My husband Carl grew up in a very small town in the Upper Peninsula of Michigan. Carl joined the Army at the age of eighteen for two reasons: First, to get some kind of training that would give him a chance to make a decent living as the area where his family lives is extremely poor and job prospects are very limited. The second reason was because he believed it was truly his duty to serve his country.

In 1988 Carl joined the Army and was stationed in Fort Ritchie, MD as an MP. During his enlistment there he married another soldier and had a son. Like many marriages at such a young age, it did not work out and he became a single father. At the end of his enlistment he realized that he could not raise his son on his own and remain a member of the active duty Army and do both well, so he went back home to raise his son. Shortly after returning home he returned to the military in the only capacity that was available under the circumstances: He became a reservist with the Michigan National Guard.

When Carl and I married in 1996 he made me one promise: He promised if it ever came to the point that America would find herself in combat, he would get out of the military and stay out. As I sit here ten years and one deployment to Iraq later, I can tell you that is the only promise he has ever broken to me. We made the choice together that he would remain in the military or if I am honest this was our compromise when he wanted to return to active duty after September 11. As each enlistment has come up since [Septemeber] 11, he comes to me with that silly look on his face and all the reasons why he needs to stay. In the end, I knew I could stop him but I also knew that if I did he would have never felt right about himself and that would have changed the man that I fell in love with.

In the past six years since September 11 and then our entry into Afghanistan and Iraq, Carl has reminded me more times that I can count that he defends the right of those who don’t support him just the same as those who do. Somehow, that is easier for him to take than it will ever be for me.

He spent a year in Iraq after volunteering to a unit that was on alert and preparing to mobilize. Like many, he came home not exactly the same as he left. He lost a level of innocence that I had always envied in him. Carl once believed that all people were inherently good; needless to say he has seen the uglier side of people and no longer believes that all have good in them.

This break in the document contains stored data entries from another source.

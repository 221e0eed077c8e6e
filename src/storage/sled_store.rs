use std::path::Path;

use crate::config::IdMode;
use crate::error::{BookshelfError, Result};
use crate::model::{Author, Book, NewAuthor, NewBook};

use super::{CatalogStore, random_id, sequential_id};

const AUTHORS_TREE: &str = "authors";
const BOOKS_TREE: &str = "books";
const META_TREE: &str = "meta";
const NEXT_ID_KEY: &str = "next_id";

/// Durable catalog backend on top of sled. Records are JSON-encoded and keyed
/// by id; the sequential id counter lives in a meta tree so it survives
/// restarts. The data path is opaque configuration handed in by the caller.
pub struct SledStore {
    db: sled::Db,
    authors: sled::Tree,
    books: sled::Tree,
    meta: sled::Tree,
    id_mode: IdMode,
    id_length: usize,
}

impl SledStore {
    pub fn open<P: AsRef<Path>>(path: P, id_mode: IdMode, id_length: usize) -> Result<Self> {
        let db = sled::open(path)?;
        let authors = db.open_tree(AUTHORS_TREE)?;
        let books = db.open_tree(BOOKS_TREE)?;
        let meta = db.open_tree(META_TREE)?;
        Ok(Self {
            db,
            authors,
            books,
            meta,
            id_mode,
            id_length,
        })
    }

    fn next_counter(&self) -> Result<u64> {
        let bytes = self
            .meta
            .update_and_fetch(NEXT_ID_KEY, |old| {
                let next = old
                    .and_then(|b| <[u8; 8]>::try_from(b).ok())
                    .map(u64::from_be_bytes)
                    .unwrap_or(0)
                    + 1;
                Some(next.to_be_bytes().to_vec())
            })?
            .ok_or_else(|| BookshelfError::Storage("id counter vanished".to_string()))?;

        let counter = <[u8; 8]>::try_from(bytes.as_ref())
            .map_err(|_| BookshelfError::Storage("malformed id counter".to_string()))?;
        Ok(u64::from_be_bytes(counter))
    }

    fn generate_id(&self) -> Result<String> {
        match self.id_mode {
            IdMode::Sequential => Ok(sequential_id(self.next_counter()?, self.id_length)),
            IdMode::Random => Ok(random_id(self.id_length)),
        }
    }

    fn get_record<T: serde::de::DeserializeOwned>(
        tree: &sled::Tree,
        id: &str,
    ) -> Result<Option<T>> {
        match tree.get(id.as_bytes())? {
            Some(data) => Ok(Some(serde_json::from_slice(&data)?)),
            None => Ok(None),
        }
    }

    fn list_records<T: serde::de::DeserializeOwned>(tree: &sled::Tree) -> Result<Vec<T>> {
        let mut records = Vec::new();
        for entry in tree.iter() {
            let (_, data) = entry?;
            records.push(serde_json::from_slice(&data)?);
        }
        Ok(records)
    }
}

impl CatalogStore for SledStore {
    fn author(&self, id: &str) -> Result<Option<Author>> {
        Self::get_record(&self.authors, id)
    }

    fn authors(&self) -> Result<Vec<Author>> {
        Self::list_records(&self.authors)
    }

    fn book(&self, id: &str) -> Result<Option<Book>> {
        Self::get_record(&self.books, id)
    }

    fn books(&self) -> Result<Vec<Book>> {
        Self::list_records(&self.books)
    }

    fn books_by_author(&self, author_id: &str) -> Result<Vec<Book>> {
        Ok(Self::list_records::<Book>(&self.books)?
            .into_iter()
            .filter(|b| b.author_id == author_id)
            .collect())
    }

    fn insert_author(&self, author: NewAuthor) -> Result<Author> {
        let id = self.generate_id()?;
        tracing::info!(id = %id, name = %author.name, "Inserting author");

        let author = Author::new(id, author.name, author.age);
        self.authors
            .insert(author.id.as_bytes(), serde_json::to_vec(&author)?)?;
        self.db.flush()?;
        Ok(author)
    }

    fn insert_book(&self, book: NewBook) -> Result<Book> {
        let id = self.generate_id()?;
        tracing::info!(id = %id, name = %book.name, author_id = %book.author_id, "Inserting book");

        let book = Book::new(id, book.name, book.genre, book.author_id);
        self.books
            .insert(book.id.as_bytes(), serde_json::to_vec(&book)?)?;
        self.db.flush()?;
        Ok(book)
    }
}

#[cfg(test)]
mod tests {
    use super::*;
    use tempfile::TempDir;

    fn new_author(name: &str, age: i32) -> NewAuthor {
        NewAuthor {
            name: name.to_string(),
            age,
        }
    }

    fn new_book(name: &str, genre: &str, author_id: &str) -> NewBook {
        NewBook {
            name: name.to_string(),
            genre: genre.to_string(),
            author_id: author_id.to_string(),
        }
    }

    #[test]
    fn test_insert_and_find() {
        let temp_dir = TempDir::new().unwrap();
        let store = SledStore::open(temp_dir.path(), IdMode::Sequential, 4).unwrap();

        let author = store.insert_author(new_author("Terry Pratchett", 66)).unwrap();
        let book = store
            .insert_book(new_book("The Colour of Magic", "Fantasy", &author.id))
            .unwrap();

        assert_eq!(store.author(&author.id).unwrap().unwrap(), author);
        assert_eq!(store.book(&book.id).unwrap().unwrap(), book);
        assert!(store.author("no-such-id").unwrap().is_none());
    }

    #[test]
    fn test_records_survive_reopen() {
        let temp_dir = TempDir::new().unwrap();

        let author_id = {
            let store = SledStore::open(temp_dir.path(), IdMode::Sequential, 4).unwrap();
            let author = store.insert_author(new_author("Brandon Sanderson", 42)).unwrap();
            store
                .insert_book(new_book("The Final Empire", "Fantasy", &author.id))
                .unwrap();
            author.id
        };

        let store = SledStore::open(temp_dir.path(), IdMode::Sequential, 4).unwrap();
        let author = store.author(&author_id).unwrap().unwrap();
        assert_eq!(author.name, "Brandon Sanderson");

        let books = store.books_by_author(&author_id).unwrap();
        assert_eq!(books.len(), 1);
        assert_eq!(books[0].name, "The Final Empire");
    }

    #[test]
    fn test_sequential_counter_survives_reopen() {
        let temp_dir = TempDir::new().unwrap();

        {
            let store = SledStore::open(temp_dir.path(), IdMode::Sequential, 4).unwrap();
            assert_eq!(store.insert_author(new_author("a", 1)).unwrap().id, "0001");
            assert_eq!(store.insert_author(new_author("b", 2)).unwrap().id, "0002");
        }

        let store = SledStore::open(temp_dir.path(), IdMode::Sequential, 4).unwrap();
        assert_eq!(store.insert_author(new_author("c", 3)).unwrap().id, "0003");
    }

    #[test]
    fn test_authors_and_books_use_one_counter() {
        let temp_dir = TempDir::new().unwrap();
        let store = SledStore::open(temp_dir.path(), IdMode::Sequential, 4).unwrap();

        let author = store.insert_author(new_author("a", 1)).unwrap();
        let book = store.insert_book(new_book("b", "g", &author.id)).unwrap();

        // Ids are unique across both collections, not per collection.
        assert_ne!(author.id, book.id);
    }
}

Like most Carl came home to a the usual pomp and circumstance of returning troops. He would also discover that while there were many that had respect for his service there were others who would have the [gull] to tell him to his face that they don’t support an “illegal” war. He would discover that it didn’t matter what he said or how he explained to some his point of view, they really didn’t care that much about first hand experience. He has taken all of this in a manner that only a soldier can do. He maintains pride in his service and a belief in the country he defends. He believes in the principals this country was founded on and he still believes they are worth defending even if those that he defends throw it back in his face.

This is a man that will give anyone a ride that might need one, holds the door open for women and older people, the first one to notice a child too close to the street and the last person to do harm to another. I could go on forever about this man that has been known to give a kitten mouth to mouth in order to save it because it was loved by his wife and daughter and the same man that loves his family with all that he has but for some he will never be seen as anything but a “mercenary”. To me and to those who know him, he is a loving and giving man with a sense of humor and a very clear cut set of values. He is the person that would put himself in harms way not only to defend those he loves but also for those who hate him. This is my soldier. He is not the exception nor is he unique when it comes to the men and women of our Armed Forces, in fact he is the norm among those who put on a uniform in order to defend the country they love so much.